━━━━━ RECORDS FOR THE EXERCISE ━━━━━

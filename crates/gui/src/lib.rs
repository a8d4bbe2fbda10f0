//! The panels of the Pano Stitcher window.
//!
//! Every panel is drawn once per frame and hands the user's request back as an
//! [Action] for the controller to carry out. Nothing in here knows how images
//! are stitched, it only reads the summaries the pipeline provides.

pub mod action;
pub mod bug_report;
pub mod list_panel;
pub mod menu_bar;
pub mod progress;
pub mod thumbnails;

pub use action::{Action, ActionSlot, Collision};
pub use bug_report::{ActiveLogFile, BugReportPanel, ClipboardSink, ContactInfo, LogFileLocator};
pub use list_panel::{ListRow, MatchSummary, PanoSummary, list_panel};
pub use menu_bar::menu_bar;
pub use progress::{ProgressDisplay, ProgressReport, ProgressStage, progress_bar};
pub use thumbnails::{PreviewError, ThumbnailPreview};

#[cfg(test)]
pub(crate) mod test_util {
    use egui::{
        CentralPanel, Context, Event, Modifiers, PointerButton, Pos2, RawInput, Rect, Ui, Vec2,
    };

    /// Runs a single headless frame, handing `add_contents` the central
    /// panel's [Ui].
    pub fn run_frame(ctx: &Context, input: RawInput, mut add_contents: impl FnMut(&mut Ui)) {
        _ = ctx.run(input, |ctx| {
            CentralPanel::default().show(ctx, |ui| add_contents(ui));
        });
    }

    /// Seconds between two [Headless] frames. Short enough that a press and
    /// release on consecutive frames is a click.
    const FRAME_TIME: f64 = 0.1;

    /// A context fed with pointer input, one frame at a time, on a screen of
    /// a fixed size.
    pub struct Headless {
        ctx: Context,
        screen: Rect,
        time: f64,
    }

    impl Headless {
        pub fn new(size: Vec2) -> Self {
            Self {
                ctx: Context::default(),
                screen: Rect::from_min_size(Pos2::ZERO, size),
                time: 0.0,
            }
        }

        pub fn ctx(&self) -> &Context {
            &self.ctx
        }

        pub fn frame(&mut self, events: Vec<Event>, run_ui: impl FnMut(&Context)) {
            self.time += FRAME_TIME;
            let input = RawInput {
                screen_rect: Some(self.screen),
                time: Some(self.time),
                events,
                ..Default::default()
            };
            _ = self.ctx.run(input, run_ui);
        }

        /// A few frames without input, so tables and windows are done sizing
        /// themselves.
        pub fn settle(&mut self, mut run_ui: impl FnMut(&Context)) {
            for _ in 0..3 {
                self.frame(Vec::new(), &mut run_ui);
            }
        }

        /// Moves the pointer to `pos` and leaves it there for a couple of
        /// frames. The pointer leaves the window first so no earlier tooltip
        /// is still open.
        pub fn hover(&mut self, pos: Pos2, mut run_ui: impl FnMut(&Context)) {
            self.frame(vec![Event::PointerGone], &mut run_ui);
            self.frame(vec![Event::PointerMoved(pos)], &mut run_ui);
            self.frame(Vec::new(), &mut run_ui);
            self.frame(Vec::new(), &mut run_ui);
        }

        /// Moves the pointer to `pos`, then presses and releases the primary
        /// button, each on its own frame. One more frame follows so anything
        /// the click opened has been drawn.
        pub fn click(&mut self, pos: Pos2, mut run_ui: impl FnMut(&Context)) {
            let button = |pressed| Event::PointerButton {
                pos,
                button: PointerButton::Primary,
                pressed,
                modifiers: Modifiers::NONE,
            };

            self.frame(vec![Event::PointerMoved(pos)], &mut run_ui);
            self.frame(vec![button(true)], &mut run_ui);
            self.frame(vec![button(false)], &mut run_ui);
            self.frame(Vec::new(), &mut run_ui);
        }

        /// Points on the screen `step` apart, row by row from the top.
        pub fn grid(&self, step: Vec2) -> Vec<Pos2> {
            let mut points = Vec::new();
            let mut y = self.screen.top() + step.y / 2.0;
            while y < self.screen.bottom() {
                let mut x = self.screen.left() + step.x / 2.0;
                while x < self.screen.right() {
                    points.push(Pos2::new(x, y));
                    x += step.x;
                }
                y += step.y;
            }
            points
        }
    }

    /// Appends `item` unless it repeats the last one.
    pub fn push_new<T: PartialEq>(seen: &mut Vec<T>, item: T) {
        if seen.last() != Some(&item) {
            seen.push(item);
        }
    }
}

━━━━━

TASK PROMPT:
The data should be copied out in full, exactly as it reads.

ANSWER SECTION:
filename crates/gui/src/lib.rs
repository a8d4bbe2fbda10f0
//! The panels of the Pano Stitcher window.
//!
//! Every panel is drawn once per frame and hands the user's request back as an
//! [Action] for the controller to carry out. Nothing in here knows how images
//! are stitched, it only reads the summaries the pipeline provides.

pub mod action;
pub mod bug_report;
pub mod list_panel;
pub mod menu_bar;
pub mod progress;
pub mod thumbnails;

pub use action::{Action, ActionSlot, Collision};
pub use bug_report::{ActiveLogFile, BugReportPanel, ClipboardSink, ContactInfo, LogFileLocator};
pub use list_panel::{ListRow, MatchSummary, PanoSummary, list_panel};
pub use menu_bar::menu_bar;
pub use progress::{ProgressDisplay, ProgressReport, ProgressStage, progress_bar};
pub use thumbnails::{PreviewError, ThumbnailPreview};

#[cfg(test)]
pub(crate) mod test_util {
    use egui::{
        CentralPanel, Context, Event, Modifiers, PointerButton, Pos2, RawInput, Rect, Ui, Vec2,
    };

    /// Runs a single headless frame, handing `add_contents` the central
    /// panel's [Ui].
    pub fn run_frame(ctx: &Context, input: RawInput, mut add_contents: impl FnMut(&mut Ui)) {
        _ = ctx.run(input, |ctx| {
            CentralPanel::default().show(ctx, |ui| add_contents(ui));
        });
    }

    /// Seconds between two [Headless] frames. Short enough that a press and
    /// release on consecutive frames is a click.
    const FRAME_TIME: f64 = 0.1;

    /// A context fed with pointer input, one frame at a time, on a screen of
    /// a fixed size.
    pub struct Headless {
        ctx: Context,
        screen: Rect,
        time: f64,
    }

    impl Headless {
        pub fn new(size: Vec2) -> Self {
            Self {
                ctx: Context::default(),
                screen: Rect::from_min_size(Pos2::ZERO, size),
                time: 0.0,
            }
        }

        pub fn ctx(&self) -> &Context {
            &self.ctx
        }

        pub fn frame(&mut self, events: Vec<Event>, run_ui: impl FnMut(&Context)) {
            self.time += FRAME_TIME;
            let input = RawInput {
                screen_rect: Some(self.screen),
                time: Some(self.time),
                events,
                ..Default::default()
            };
            _ = self.ctx.run(input, run_ui);
        }

        /// A few frames without input, so tables and windows are done sizing
        /// themselves.
        pub fn settle(&mut self, mut run_ui: impl FnMut(&Context)) {
            for _ in 0..3 {
                self.frame(Vec::new(), &mut run_ui);
            }
        }

        /// Moves the pointer to `pos` and leaves it there for a couple of
        /// frames. The pointer leaves the window first so no earlier tooltip
        /// is still open.
        pub fn hover(&mut self, pos: Pos2, mut run_ui: impl FnMut(&Context)) {
            self.frame(vec![Event::PointerGone], &mut run_ui);
            self.frame(vec![Event::PointerMoved(pos)], &mut run_ui);
            self.frame(Vec::new(), &mut run_ui);
            self.frame(Vec::new(), &mut run_ui);
        }

        /// Moves the pointer to `pos`, then presses and releases the primary
        /// button, each on its own frame. One more frame follows so anything
        /// the click opened has been drawn.
        pub fn click(&mut self, pos: Pos2, mut run_ui: impl FnMut(&Context)) {
            let button = |pressed| Event::PointerButton {
                pos,
                button: PointerButton::Primary,
                pressed,
                modifiers: Modifiers::NONE,
            };

            self.frame(vec![Event::PointerMoved(pos)], &mut run_ui);
            self.frame(vec![button(true)], &mut run_ui);
            self.frame(vec![button(false)], &mut run_ui);
            self.frame(Vec::new(), &mut run_ui);
        }

        /// Points on the screen `step` apart, row by row from the top.
        pub fn grid(&self, step: Vec2) -> Vec<Pos2> {
            let mut points = Vec::new();
            let mut y = self.screen.top() + step.y / 2.0;
            while y < self.screen.bottom() {
                let mut x = self.screen.left() + step.x / 2.0;
                while x < self.screen.right() {
                    points.push(Pos2::new(x, y));
                    x += step.x;
                }
                y += step.y;
            }
            points
        }
    }

    /// Appends `item` unless it repeats the last one.
    pub fn push_new<T: PartialEq>(seen: &mut Vec<T>, item: T) {
        if seen.last() != Some(&item) {
            seen.push(item);
        }
    }
}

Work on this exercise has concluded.